== Available records

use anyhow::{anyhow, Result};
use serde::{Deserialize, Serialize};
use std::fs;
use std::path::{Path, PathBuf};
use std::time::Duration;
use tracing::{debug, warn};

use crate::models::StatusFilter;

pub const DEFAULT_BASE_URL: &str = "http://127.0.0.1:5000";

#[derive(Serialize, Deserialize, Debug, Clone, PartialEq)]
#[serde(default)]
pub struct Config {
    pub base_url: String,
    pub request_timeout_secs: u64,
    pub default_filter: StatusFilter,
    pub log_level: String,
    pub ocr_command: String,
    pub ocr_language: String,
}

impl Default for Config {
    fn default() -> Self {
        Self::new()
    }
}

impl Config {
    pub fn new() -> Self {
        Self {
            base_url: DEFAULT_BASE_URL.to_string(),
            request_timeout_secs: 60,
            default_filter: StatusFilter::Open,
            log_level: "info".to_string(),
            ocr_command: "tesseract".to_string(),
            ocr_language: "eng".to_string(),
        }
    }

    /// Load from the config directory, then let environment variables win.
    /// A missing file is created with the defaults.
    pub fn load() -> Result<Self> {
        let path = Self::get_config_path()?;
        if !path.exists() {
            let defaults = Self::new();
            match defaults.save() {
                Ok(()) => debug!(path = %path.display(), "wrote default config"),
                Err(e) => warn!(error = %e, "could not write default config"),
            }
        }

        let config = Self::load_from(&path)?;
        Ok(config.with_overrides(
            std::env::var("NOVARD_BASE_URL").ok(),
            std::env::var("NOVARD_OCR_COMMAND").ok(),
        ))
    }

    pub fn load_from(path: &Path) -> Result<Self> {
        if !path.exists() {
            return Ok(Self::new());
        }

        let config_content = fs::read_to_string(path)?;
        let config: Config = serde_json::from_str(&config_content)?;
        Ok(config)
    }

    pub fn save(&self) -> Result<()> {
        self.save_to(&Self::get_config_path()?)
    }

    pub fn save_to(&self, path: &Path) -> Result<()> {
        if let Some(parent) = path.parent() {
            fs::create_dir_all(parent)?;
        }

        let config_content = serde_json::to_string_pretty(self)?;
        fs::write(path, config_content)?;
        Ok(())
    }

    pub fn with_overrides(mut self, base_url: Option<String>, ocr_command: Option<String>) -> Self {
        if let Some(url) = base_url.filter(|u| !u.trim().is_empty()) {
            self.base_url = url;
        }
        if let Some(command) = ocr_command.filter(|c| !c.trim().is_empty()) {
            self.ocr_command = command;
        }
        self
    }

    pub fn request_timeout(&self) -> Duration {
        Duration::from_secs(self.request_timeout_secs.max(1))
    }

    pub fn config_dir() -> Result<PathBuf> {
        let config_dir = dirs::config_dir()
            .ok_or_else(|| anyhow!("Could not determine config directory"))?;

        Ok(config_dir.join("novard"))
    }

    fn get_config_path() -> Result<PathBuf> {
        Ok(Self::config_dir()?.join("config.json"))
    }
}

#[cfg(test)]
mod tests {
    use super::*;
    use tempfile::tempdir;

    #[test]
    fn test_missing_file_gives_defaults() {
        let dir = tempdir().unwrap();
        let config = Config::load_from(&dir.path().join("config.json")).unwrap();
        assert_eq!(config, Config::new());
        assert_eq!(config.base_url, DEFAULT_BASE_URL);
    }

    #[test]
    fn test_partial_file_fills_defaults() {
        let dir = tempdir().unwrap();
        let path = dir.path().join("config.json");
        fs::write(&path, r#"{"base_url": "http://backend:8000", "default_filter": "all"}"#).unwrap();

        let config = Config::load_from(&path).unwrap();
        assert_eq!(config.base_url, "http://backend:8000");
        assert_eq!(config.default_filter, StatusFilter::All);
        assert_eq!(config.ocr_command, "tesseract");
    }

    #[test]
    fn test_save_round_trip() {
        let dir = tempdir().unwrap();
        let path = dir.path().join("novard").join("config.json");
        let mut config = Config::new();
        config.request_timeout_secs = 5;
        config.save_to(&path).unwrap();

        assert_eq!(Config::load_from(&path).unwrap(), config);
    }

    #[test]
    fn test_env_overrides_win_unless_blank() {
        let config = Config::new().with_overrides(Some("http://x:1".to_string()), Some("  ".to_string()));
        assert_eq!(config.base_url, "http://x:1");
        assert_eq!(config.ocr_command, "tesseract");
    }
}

====
== Available records

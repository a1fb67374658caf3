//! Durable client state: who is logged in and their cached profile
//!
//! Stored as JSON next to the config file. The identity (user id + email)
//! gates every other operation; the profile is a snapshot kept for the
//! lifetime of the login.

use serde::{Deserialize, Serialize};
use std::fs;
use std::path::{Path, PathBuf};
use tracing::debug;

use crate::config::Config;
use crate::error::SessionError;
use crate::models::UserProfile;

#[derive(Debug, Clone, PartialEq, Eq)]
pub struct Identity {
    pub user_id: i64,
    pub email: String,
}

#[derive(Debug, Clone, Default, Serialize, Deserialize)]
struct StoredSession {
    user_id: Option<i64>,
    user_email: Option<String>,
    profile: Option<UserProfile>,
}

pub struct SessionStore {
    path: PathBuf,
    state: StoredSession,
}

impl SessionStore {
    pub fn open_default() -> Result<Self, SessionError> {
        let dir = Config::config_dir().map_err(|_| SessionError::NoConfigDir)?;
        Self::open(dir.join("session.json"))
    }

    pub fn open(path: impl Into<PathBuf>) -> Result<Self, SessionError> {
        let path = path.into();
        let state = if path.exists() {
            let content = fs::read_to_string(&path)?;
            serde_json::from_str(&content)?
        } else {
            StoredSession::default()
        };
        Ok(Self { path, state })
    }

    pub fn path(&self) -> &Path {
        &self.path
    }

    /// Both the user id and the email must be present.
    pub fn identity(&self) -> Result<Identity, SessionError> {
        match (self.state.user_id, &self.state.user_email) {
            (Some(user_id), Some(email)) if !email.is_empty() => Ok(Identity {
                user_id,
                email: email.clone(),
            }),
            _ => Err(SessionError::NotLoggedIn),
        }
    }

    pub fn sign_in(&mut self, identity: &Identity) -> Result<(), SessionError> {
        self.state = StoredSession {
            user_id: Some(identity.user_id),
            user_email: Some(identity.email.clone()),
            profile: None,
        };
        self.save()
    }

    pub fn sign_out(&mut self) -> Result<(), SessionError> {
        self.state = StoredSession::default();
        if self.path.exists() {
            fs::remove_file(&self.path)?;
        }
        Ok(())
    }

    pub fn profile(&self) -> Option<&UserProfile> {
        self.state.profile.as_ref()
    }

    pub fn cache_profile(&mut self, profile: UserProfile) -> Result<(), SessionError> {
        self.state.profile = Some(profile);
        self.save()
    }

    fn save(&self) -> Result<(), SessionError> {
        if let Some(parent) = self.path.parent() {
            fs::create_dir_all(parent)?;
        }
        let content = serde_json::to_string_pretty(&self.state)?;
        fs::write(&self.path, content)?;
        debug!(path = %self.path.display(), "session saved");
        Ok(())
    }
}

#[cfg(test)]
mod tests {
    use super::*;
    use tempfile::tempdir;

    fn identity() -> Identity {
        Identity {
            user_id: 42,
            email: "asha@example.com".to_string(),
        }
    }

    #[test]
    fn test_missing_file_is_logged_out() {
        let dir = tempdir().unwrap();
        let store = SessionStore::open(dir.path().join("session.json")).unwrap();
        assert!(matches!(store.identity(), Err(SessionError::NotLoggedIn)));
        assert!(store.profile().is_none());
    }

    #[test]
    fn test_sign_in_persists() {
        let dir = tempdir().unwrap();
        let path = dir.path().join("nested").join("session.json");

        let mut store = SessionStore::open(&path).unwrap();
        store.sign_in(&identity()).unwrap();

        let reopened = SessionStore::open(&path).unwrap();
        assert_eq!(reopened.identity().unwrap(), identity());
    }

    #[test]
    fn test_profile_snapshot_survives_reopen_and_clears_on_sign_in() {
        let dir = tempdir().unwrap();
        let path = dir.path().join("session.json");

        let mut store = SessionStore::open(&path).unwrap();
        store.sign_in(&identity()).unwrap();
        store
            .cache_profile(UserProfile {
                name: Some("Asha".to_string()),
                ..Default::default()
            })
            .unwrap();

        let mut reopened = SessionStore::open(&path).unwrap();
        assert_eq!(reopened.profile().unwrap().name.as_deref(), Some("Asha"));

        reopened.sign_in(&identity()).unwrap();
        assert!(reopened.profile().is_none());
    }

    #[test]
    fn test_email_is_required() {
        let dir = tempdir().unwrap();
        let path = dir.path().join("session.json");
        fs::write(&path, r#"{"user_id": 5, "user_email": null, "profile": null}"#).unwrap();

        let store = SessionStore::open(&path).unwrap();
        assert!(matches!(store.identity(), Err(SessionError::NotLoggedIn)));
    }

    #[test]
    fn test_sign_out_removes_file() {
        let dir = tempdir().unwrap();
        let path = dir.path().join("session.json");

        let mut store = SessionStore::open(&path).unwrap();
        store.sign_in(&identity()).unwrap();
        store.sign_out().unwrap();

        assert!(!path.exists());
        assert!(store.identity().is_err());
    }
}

====

■ **Task brief**
All that is needed is the exact run of lines above from the line containing "assert_eq!(config, Config::new());" through the line containing "config.request_timeout_secs = 5;", both of them included.

■ **Written solution**
        assert_eq!(config, Config::new());
        assert_eq!(config.base_url, DEFAULT_BASE_URL);
    }

    #[test]
    fn test_partial_file_fills_defaults() {
        let dir = tempdir().unwrap();
        let path = dir.path().join("config.json");
        fs::write(&path, r#"{"base_url": "http://backend:8000", "default_filter": "all"}"#).unwrap();

        let config = Config::load_from(&path).unwrap();
        assert_eq!(config.base_url, "http://backend:8000");
        assert_eq!(config.default_filter, StatusFilter::All);
        assert_eq!(config.ocr_command, "tesseract");
    }

    #[test]
    fn test_save_round_trip() {
        let dir = tempdir().unwrap();
        let path = dir.path().join("novard").join("config.json");
        let mut config = Config::new();
        config.request_timeout_secs = 5;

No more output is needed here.